DRECP species distribution model output for Little San Bernardino Mtns. Linanthus (
).
Patrick McIntyre and Kara Moore of UC Davis generated predictions of rare plant habitat occupancy from Maxent models using an approach designed to maximize model ability to identify new occurrences in the field.
A three-stage approach was used to build, assess, and finalize distribution models for focal taxa. First, the team built preliminary models at 270 m for each species. Second, field surveys were conducted based on preliminary model predictions. Third, final models were built based on all occurrences, including field data, and assessed for potential biases and model fit. Models were evaluated for their ability to distinguish occurrences from non-occurrences within a 20 km buffer around the known species range using cross validated unadjusted AUC scores and calibrated AUC scores based on a pairwise geographic distance correction designed to overcome spatial sorting bias.

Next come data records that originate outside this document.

// src/rpc.rs
use async_trait::async_trait;
use reqwest::Client;
use serde::de::DeserializeOwned;
use serde::{Deserialize, Serialize};
use serde_json::{json, Value};
use tracing::debug;

use crate::config::RpcConfig;
use crate::error::{ProbeError, Result};
use crate::models::{BlockInfo, TokenBalances, TokenMetadata, Transfer, TransferCategory, ALL_CATEGORIES};
use crate::parser;

#[derive(Debug, Deserialize)]
#[serde(untagged)]
enum RpcResponse<T> {
    // Error first: an error body would otherwise match `Success { result: None }`.
    Error { error: RpcErrorBody },
    // A missing `result` deserializes as `None`.
    Success { result: Option<T> },
}

#[derive(Debug, Deserialize)]
struct RpcErrorBody {
    #[serde(default)]
    code: i64,
    #[serde(default)]
    message: String,
}

#[derive(Debug, Clone, Copy, PartialEq, Eq, Serialize)]
#[serde(rename_all = "lowercase")]
pub enum SortOrder {
    Asc,
    Desc,
}

#[derive(Debug, Clone, Copy, PartialEq, Eq)]
pub enum Direction {
    /// Address is the sender.
    Outgoing,
    /// Address is the recipient.
    Incoming,
}

impl Direction {
    pub const BOTH: [Direction; 2] = [Direction::Outgoing, Direction::Incoming];
}

/// One page request against the transfer index.
#[derive(Debug, Clone, PartialEq, Serialize)]
#[serde(rename_all = "camelCase")]
pub struct TransferQuery {
    pub from_block: String,
    pub to_block: String,
    pub category: Vec<TransferCategory>,
    pub with_metadata: bool,
    pub exclude_zero_value: bool,
    pub max_count: String,
    #[serde(skip_serializing_if = "Option::is_none")]
    pub order: Option<SortOrder>,
    #[serde(skip_serializing_if = "Option::is_none")]
    pub page_key: Option<String>,
    #[serde(skip_serializing_if = "Option::is_none")]
    pub from_address: Option<String>,
    #[serde(skip_serializing_if = "Option::is_none")]
    pub to_address: Option<String>,
}

impl TransferQuery {
    pub fn new(address: &str, direction: Direction, from_block: String, to_block: String, max_count: u64) -> Self {
        let (from_address, to_address) = match direction {
            Direction::Outgoing => (Some(address.to_string()), None),
            Direction::Incoming => (None, Some(address.to_string())),
        };
        TransferQuery {
            from_block,
            to_block,
            category: ALL_CATEGORIES.to_vec(),
            with_metadata: true,
            exclude_zero_value: false,
            max_count: format!("0x{:x}", max_count.max(1)),
            order: Some(SortOrder::Desc),
            page_key: None,
            from_address,
            to_address,
        }
    }

    pub fn direction(&self) -> Direction {
        if self.from_address.is_some() {
            Direction::Outgoing
        } else {
            Direction::Incoming
        }
    }
}

#[derive(Debug, Clone, Default, Deserialize)]
#[serde(rename_all = "camelCase")]
pub struct TransferPage {
    #[serde(default)]
    pub transfers: Vec<Transfer>,
    #[serde(default)]
    pub page_key: Option<String>,
}

#[derive(Debug, Deserialize)]
struct BlockHeader {
    #[serde(default)]
    timestamp: Value,
}

/// Chain data source used by the resolver, fetcher and crawler.
#[async_trait]
pub trait ChainRpc: Send + Sync {
    async fn block_number(&self) -> Result<u64>;

    async fn block_by_number(&self, number: u64) -> Result<BlockInfo>;

    async fn asset_transfers(&self, query: &TransferQuery) -> Result<TransferPage>;

    async fn token_balances(&self, address: &str) -> Result<TokenBalances>;

    /// `None` when the provider knows nothing about the contract.
    async fn token_metadata(&self, contract: &str) -> Result<Option<TokenMetadata>>;
}

/// JSON-RPC over HTTP POST. Never retries; callers decide.
#[derive(Debug, Clone)]
pub struct HttpRpc {
    client: Client,
    url: String,
}

impl HttpRpc {
    pub fn new(cfg: &RpcConfig) -> Result<Self> {
        let client = Client::builder().timeout(cfg.timeout).build()?;
        Ok(Self {
            client,
            url: cfg.url.clone(),
        })
    }

    async fn call<T: DeserializeOwned>(&self, method: &str, params: Value) -> Result<Option<T>> {
        let payload = json!({
            "jsonrpc": "2.0",
            "id": 1,
            "method": method,
            "params": params,
        });

        debug!("📡 Sending {}", method);

        let resp = self.client.post(&self.url).json(&payload).send().await?;
        let status = resp.status();
        if status.is_server_error() || status.as_u16() == 429 {
            return Err(ProbeError::Transient(format!("HTTP {} from {}", status, method)));
        }
        if !status.is_success() {
            return Err(ProbeError::Http {
                status: status.as_u16(),
                url: method.to_string(),
            });
        }

        let text = resp.text().await?;
        let parsed: RpcResponse<T> = serde_json::from_str(&text).map_err(|e| {
            ProbeError::resolution(method, format!("malformed response: {}", e))
        })?;

        match parsed {
            RpcResponse::Success { result } => Ok(result),
            RpcResponse::Error { error } => Err(ProbeError::Rpc {
                method: method.to_string(),
                code: error.code,
                message: error.message,
            }),
        }
    }
}

#[async_trait]
impl ChainRpc for HttpRpc {
    async fn block_number(&self) -> Result<u64> {
        let result: Value = self
            .call("eth_blockNumber", json!([]))
            .await?
            .ok_or_else(|| ProbeError::resolution("eth_blockNumber", "empty result"))?;
        parser::parse_quantity(&result)
            .ok_or_else(|| ProbeError::resolution("eth_blockNumber", format!("bad quantity {}", result)))
    }

    async fn block_by_number(&self, number: u64) -> Result<BlockInfo> {
        let header: BlockHeader = self
            .call("eth_getBlockByNumber", json!([format!("0x{:x}", number), false]))
            .await?
            .ok_or_else(|| ProbeError::resolution("eth_getBlockByNumber", format!("no block {}", number)))?;
        let timestamp = parser::parse_quantity(&header.timestamp).ok_or_else(|| {
            ProbeError::resolution("eth_getBlockByNumber", format!("no timestamp for block {}", number))
        })?;
        Ok(BlockInfo {
            number,
            timestamp: timestamp as i64,
        })
    }

    async fn asset_transfers(&self, query: &TransferQuery) -> Result<TransferPage> {
        self.call("alchemy_getAssetTransfers", json!([query]))
            .await?
            .ok_or_else(|| ProbeError::resolution("alchemy_getAssetTransfers", "empty result"))
    }

    async fn token_balances(&self, address: &str) -> Result<TokenBalances> {
        self.call("alchemy_getTokenBalances", json!([address]))
            .await?
            .ok_or_else(|| ProbeError::resolution("alchemy_getTokenBalances", "empty result"))
    }

    async fn token_metadata(&self, contract: &str) -> Result<Option<TokenMetadata>> {
        self.call("alchemy_getTokenMetadata", json!([contract])).await
    }
}

#[cfg(test)]
pub(crate) mod mock {
    //! Scripted chain for tests: a monotonic block sequence plus per-address
    //! transfer lists served in pages.

    use super::*;
    use std::collections::HashMap;
    use std::sync::atomic::{AtomicUsize, Ordering};
    use std::sync::Mutex;

    use crate::models::sort_transfers_desc;

    #[derive(Default)]
    pub struct MockRpc {
        pub block_timestamps: Vec<i64>,
        /// Transfers indexed by lowercased address (either side).
        pub transfers: Vec<Transfer>,
        pub page_size: usize,
        pub balances: HashMap<String, TokenBalances>,
        pub metadata: HashMap<String, TokenMetadata>,
        /// Block numbers that answer with an empty result.
        pub missing_blocks: Vec<u64>,
        /// Addresses whose transfer queries fail.
        pub failing_addresses: Vec<String>,
        pub block_calls: AtomicUsize,
        pub transfer_calls: AtomicUsize,
        pub queried: Mutex<Vec<String>>,
    }

    impl MockRpc {
        pub fn with_blocks(timestamps: Vec<i64>) -> Self {
            MockRpc {
                block_timestamps: timestamps,
                page_size: 2,
                ..Default::default()
            }
        }

        pub fn block_calls(&self) -> usize {
            self.block_calls.load(Ordering::SeqCst)
        }
    }

    fn matches(t: &Transfer, q: &TransferQuery) -> bool {
        match (&q.from_address, &q.to_address) {
            (Some(a), _) => t.from == a.to_lowercase(),
            (_, Some(a)) => t.to == a.to_lowercase(),
            _ => false,
        }
    }

    fn block_bound(s: &str, latest: u64) -> u64 {
        if s == "latest" {
            latest
        } else {
            parser::parse_quantity_str(s).unwrap_or(0)
        }
    }

    #[async_trait]
    impl ChainRpc for MockRpc {
        async fn block_number(&self) -> Result<u64> {
            if self.block_timestamps.is_empty() {
                return Err(ProbeError::resolution("eth_blockNumber", "empty chain"));
            }
            Ok(self.block_timestamps.len() as u64 - 1)
        }

        async fn block_by_number(&self, number: u64) -> Result<BlockInfo> {
            self.block_calls.fetch_add(1, Ordering::SeqCst);
            if self.missing_blocks.contains(&number) {
                return Err(ProbeError::resolution("eth_getBlockByNumber", "missing"));
            }
            self.block_timestamps
                .get(number as usize)
                .map(|ts| BlockInfo {
                    number,
                    timestamp: *ts,
                })
                .ok_or_else(|| ProbeError::resolution("eth_getBlockByNumber", "out of range"))
        }

        async fn asset_transfers(&self, query: &TransferQuery) -> Result<TransferPage> {
            self.transfer_calls.fetch_add(1, Ordering::SeqCst);
            let subject = query
                .from_address
                .clone()
                .or_else(|| query.to_address.clone())
                .unwrap_or_default()
                .to_lowercase();
            if let Ok(mut q) = self.queried.lock() {
                q.push(subject.clone());
            }
            if self.failing_addresses.contains(&subject) {
                return Err(ProbeError::resolution("alchemy_getAssetTransfers", "boom"));
            }

            let latest = self.block_timestamps.len().saturating_sub(1) as u64;
            let lo = block_bound(&query.from_block, latest);
            let hi = block_bound(&query.to_block, latest);
            let mut selected: Vec<Transfer> = self
                .transfers
                .iter()
                .filter(|t| matches(t, query))
                .filter(|t| {
                    let b = t.block_num.unwrap_or(0);
                    b >= lo && b <= hi
                })
                .cloned()
                .collect();
            sort_transfers_desc(&mut selected);
            if query.order == Some(SortOrder::Asc) {
                selected.reverse();
            }

            let page_size = parser::parse_quantity_str(&query.max_count)
                .map(|n| n as usize)
                .unwrap_or(self.page_size)
                .min(self.page_size.max(1));
            let offset = query
                .page_key
                .as_deref()
                .and_then(|k| k.parse::<usize>().ok())
                .unwrap_or(0);
            let end = (offset + page_size).min(selected.len());
            let page = selected.get(offset..end).map(|s| s.to_vec()).unwrap_or_default();
            let page_key = (end < selected.len()).then(|| end.to_string());
            Ok(TransferPage {
                transfers: page,
                page_key,
            })
        }

        async fn token_balances(&self, address: &str) -> Result<TokenBalances> {
            Ok(self
                .balances
                .get(&address.to_lowercase())
                .cloned()
                .unwrap_or_default())
        }

        async fn token_metadata(&self, contract: &str) -> Result<Option<TokenMetadata>> {
            Ok(self.metadata.get(&contract.to_lowercase()).cloned())
        }
    }
}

Both continuous probability surfaces and binary layers are available for each species modeled. Binary layers depicting predicted suitable habitat were derived using a threshold maximizing the sum of sensitivity and specificity (max SSS).
For more detailed information on environmental variables, methods, and model diagnostics, please refer to the DRECP Working Group supporting document "UCD_McIntrye and Moore Maxent Models for DRECP".
For Linanthus maculatus, Max Sensitivity + Specifity threshold = 0.34; AUC-cross validation = 0.96; pwdAUC = 0.601.